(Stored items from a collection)
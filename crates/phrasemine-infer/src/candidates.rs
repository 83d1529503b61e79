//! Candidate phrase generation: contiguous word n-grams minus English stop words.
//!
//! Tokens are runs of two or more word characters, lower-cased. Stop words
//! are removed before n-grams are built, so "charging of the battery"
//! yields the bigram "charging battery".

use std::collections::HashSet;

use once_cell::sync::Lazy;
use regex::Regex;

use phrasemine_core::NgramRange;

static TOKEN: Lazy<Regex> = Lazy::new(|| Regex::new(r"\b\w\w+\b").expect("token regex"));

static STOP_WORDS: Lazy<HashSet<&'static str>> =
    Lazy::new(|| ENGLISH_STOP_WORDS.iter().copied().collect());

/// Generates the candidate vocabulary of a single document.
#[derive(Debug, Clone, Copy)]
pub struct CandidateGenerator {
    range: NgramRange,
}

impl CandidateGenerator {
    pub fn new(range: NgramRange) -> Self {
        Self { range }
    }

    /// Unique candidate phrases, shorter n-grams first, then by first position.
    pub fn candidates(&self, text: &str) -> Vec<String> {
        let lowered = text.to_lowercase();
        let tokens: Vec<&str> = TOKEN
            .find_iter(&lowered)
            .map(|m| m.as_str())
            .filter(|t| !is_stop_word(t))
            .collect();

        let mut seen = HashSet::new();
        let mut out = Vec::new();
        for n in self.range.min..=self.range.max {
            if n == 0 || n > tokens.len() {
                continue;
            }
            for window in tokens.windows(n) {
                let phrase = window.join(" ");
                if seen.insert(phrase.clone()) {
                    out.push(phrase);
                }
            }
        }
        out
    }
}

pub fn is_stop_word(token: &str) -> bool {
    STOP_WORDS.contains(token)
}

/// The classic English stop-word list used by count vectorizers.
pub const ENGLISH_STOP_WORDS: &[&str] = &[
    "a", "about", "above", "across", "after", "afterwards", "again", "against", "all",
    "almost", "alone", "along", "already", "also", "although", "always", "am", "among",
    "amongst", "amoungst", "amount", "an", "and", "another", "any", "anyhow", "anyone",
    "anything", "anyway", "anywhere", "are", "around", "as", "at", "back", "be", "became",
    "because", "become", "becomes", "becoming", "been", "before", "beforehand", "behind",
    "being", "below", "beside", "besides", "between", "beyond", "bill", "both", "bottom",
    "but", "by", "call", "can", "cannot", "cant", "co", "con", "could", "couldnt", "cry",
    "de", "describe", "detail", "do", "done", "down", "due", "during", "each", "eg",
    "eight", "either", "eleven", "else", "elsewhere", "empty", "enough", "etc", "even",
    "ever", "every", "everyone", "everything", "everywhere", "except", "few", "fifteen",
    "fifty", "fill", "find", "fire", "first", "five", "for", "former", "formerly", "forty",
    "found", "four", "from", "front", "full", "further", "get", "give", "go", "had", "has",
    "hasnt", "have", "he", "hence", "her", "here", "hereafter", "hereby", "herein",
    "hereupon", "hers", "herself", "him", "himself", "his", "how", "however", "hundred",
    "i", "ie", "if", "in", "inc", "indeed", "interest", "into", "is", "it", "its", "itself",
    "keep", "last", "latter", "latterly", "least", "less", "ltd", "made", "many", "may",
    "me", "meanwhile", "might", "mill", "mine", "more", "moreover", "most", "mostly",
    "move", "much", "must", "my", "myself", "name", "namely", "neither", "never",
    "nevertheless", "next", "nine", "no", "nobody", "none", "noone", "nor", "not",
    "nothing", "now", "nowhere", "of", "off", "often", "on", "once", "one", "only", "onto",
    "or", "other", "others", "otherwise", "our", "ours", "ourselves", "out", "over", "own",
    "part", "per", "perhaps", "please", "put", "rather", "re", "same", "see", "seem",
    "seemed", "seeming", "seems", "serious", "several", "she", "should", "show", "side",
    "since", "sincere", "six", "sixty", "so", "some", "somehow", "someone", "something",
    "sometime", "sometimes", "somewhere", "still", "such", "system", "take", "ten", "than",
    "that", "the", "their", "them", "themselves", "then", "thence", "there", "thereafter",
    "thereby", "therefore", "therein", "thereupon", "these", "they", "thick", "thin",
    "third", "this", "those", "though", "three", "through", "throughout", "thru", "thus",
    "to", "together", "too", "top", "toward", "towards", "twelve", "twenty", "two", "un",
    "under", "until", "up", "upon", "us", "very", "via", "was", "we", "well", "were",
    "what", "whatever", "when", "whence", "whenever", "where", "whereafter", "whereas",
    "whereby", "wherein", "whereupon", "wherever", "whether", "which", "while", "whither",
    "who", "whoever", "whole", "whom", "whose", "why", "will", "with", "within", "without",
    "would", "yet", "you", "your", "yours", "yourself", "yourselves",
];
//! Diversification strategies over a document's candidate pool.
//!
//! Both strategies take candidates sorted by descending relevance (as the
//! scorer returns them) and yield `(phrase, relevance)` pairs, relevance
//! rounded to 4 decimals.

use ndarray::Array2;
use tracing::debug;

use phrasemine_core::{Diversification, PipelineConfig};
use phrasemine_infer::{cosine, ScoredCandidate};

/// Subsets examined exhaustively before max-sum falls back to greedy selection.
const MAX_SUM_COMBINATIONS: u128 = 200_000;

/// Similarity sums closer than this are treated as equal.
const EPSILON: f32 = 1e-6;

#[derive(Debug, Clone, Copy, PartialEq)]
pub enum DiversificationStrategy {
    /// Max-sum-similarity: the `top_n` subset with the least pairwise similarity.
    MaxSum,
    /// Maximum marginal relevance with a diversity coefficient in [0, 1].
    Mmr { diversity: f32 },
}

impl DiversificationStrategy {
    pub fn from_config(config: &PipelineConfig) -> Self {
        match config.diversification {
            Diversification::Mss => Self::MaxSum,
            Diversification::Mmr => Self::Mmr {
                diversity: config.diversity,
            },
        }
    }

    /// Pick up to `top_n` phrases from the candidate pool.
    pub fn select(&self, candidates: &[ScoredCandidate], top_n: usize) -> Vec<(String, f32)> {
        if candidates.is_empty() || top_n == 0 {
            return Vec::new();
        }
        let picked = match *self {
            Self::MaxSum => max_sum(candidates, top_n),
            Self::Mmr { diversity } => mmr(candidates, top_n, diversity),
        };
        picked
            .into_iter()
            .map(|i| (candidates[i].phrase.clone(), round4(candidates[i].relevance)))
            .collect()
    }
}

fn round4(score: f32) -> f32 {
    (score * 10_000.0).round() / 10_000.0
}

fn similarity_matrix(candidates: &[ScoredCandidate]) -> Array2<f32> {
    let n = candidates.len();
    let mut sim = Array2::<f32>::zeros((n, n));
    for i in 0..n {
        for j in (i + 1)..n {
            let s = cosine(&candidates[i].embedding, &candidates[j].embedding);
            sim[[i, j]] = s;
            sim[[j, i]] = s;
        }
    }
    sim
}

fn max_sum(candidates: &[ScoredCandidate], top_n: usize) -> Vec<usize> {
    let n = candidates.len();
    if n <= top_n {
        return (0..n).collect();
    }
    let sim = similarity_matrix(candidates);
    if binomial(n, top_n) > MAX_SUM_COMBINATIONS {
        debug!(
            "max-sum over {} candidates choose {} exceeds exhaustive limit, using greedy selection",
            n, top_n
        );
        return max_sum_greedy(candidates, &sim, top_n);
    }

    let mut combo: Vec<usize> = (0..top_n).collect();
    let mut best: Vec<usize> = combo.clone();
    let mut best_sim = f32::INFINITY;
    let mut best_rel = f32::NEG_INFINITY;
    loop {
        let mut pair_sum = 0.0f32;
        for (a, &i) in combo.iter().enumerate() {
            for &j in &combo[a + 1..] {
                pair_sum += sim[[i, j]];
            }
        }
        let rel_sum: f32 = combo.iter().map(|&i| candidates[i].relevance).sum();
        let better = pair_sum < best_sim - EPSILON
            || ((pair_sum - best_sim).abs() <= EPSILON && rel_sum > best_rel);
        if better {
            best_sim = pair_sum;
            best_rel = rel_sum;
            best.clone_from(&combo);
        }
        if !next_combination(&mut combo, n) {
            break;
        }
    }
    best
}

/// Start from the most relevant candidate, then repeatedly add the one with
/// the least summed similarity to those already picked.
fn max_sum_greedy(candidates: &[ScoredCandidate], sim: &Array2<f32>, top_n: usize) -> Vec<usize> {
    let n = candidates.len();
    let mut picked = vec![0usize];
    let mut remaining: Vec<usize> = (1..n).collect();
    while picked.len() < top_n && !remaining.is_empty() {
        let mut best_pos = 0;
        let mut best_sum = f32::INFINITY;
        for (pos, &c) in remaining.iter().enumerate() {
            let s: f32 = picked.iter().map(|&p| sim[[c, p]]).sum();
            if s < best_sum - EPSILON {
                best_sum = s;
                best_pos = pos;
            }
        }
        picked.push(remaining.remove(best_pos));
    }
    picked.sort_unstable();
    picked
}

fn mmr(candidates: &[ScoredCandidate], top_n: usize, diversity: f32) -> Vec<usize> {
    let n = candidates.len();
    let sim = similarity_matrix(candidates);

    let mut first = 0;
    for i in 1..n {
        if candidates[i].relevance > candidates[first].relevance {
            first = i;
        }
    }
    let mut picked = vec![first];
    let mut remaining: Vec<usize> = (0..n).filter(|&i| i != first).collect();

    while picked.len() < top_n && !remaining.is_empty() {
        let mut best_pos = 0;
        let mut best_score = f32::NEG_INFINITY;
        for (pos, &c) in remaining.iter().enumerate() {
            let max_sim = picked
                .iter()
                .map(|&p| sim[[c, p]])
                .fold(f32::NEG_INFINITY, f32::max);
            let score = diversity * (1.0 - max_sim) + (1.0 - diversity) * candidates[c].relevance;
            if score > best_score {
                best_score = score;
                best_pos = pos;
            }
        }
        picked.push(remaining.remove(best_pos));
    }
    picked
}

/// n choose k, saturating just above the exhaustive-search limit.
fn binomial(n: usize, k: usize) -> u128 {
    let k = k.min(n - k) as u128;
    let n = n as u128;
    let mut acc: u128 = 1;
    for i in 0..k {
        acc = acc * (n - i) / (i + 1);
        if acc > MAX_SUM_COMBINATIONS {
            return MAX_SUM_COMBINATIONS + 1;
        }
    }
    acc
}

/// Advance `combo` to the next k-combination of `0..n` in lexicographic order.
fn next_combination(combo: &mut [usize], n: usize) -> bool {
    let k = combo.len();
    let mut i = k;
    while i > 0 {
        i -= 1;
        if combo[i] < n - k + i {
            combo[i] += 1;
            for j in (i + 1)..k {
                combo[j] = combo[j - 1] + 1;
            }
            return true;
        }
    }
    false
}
...
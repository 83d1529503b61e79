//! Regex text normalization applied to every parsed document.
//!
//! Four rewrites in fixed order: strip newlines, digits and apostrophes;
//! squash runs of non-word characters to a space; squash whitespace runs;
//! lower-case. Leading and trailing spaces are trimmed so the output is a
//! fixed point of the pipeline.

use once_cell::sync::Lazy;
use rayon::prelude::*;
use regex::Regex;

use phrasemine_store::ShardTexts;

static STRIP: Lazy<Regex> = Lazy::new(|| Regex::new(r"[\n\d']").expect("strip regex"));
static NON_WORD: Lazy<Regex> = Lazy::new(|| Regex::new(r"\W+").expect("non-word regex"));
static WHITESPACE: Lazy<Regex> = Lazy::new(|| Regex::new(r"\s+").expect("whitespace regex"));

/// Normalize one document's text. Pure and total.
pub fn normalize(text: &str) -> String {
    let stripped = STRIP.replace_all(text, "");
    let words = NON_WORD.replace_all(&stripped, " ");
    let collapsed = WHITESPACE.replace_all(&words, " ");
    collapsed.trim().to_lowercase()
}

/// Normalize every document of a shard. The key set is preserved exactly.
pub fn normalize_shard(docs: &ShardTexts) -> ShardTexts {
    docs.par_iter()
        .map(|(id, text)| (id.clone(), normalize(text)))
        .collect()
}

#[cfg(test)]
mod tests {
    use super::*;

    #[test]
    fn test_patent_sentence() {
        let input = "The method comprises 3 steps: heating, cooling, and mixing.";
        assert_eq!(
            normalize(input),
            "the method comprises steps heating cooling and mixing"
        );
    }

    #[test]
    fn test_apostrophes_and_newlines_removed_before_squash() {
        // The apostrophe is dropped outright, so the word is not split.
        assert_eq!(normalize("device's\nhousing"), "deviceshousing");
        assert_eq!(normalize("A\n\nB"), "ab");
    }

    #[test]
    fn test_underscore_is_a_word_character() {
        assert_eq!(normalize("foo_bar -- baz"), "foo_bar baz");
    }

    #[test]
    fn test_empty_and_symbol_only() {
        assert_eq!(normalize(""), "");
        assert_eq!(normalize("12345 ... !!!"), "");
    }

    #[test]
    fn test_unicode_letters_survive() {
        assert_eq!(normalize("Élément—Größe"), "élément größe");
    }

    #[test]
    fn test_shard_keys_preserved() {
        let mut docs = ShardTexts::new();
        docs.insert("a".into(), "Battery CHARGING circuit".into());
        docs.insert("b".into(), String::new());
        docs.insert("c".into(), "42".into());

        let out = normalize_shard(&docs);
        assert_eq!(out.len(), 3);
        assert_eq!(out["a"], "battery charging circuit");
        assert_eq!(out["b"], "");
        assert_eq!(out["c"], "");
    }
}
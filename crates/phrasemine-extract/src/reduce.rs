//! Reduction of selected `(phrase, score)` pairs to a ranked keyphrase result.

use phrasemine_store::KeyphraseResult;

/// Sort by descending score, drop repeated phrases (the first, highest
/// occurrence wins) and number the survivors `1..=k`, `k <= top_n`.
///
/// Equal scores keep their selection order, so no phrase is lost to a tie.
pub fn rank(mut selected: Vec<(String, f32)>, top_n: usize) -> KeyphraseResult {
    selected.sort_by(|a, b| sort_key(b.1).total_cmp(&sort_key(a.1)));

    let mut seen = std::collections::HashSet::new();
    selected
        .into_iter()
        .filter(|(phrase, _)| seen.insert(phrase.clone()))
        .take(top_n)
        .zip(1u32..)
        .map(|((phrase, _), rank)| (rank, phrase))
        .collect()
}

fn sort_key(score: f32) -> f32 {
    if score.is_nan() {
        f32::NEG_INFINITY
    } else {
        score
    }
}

## Activity
What is needed is the number of lines in the entries that contain the word "relevance", written alone.

## Reply
7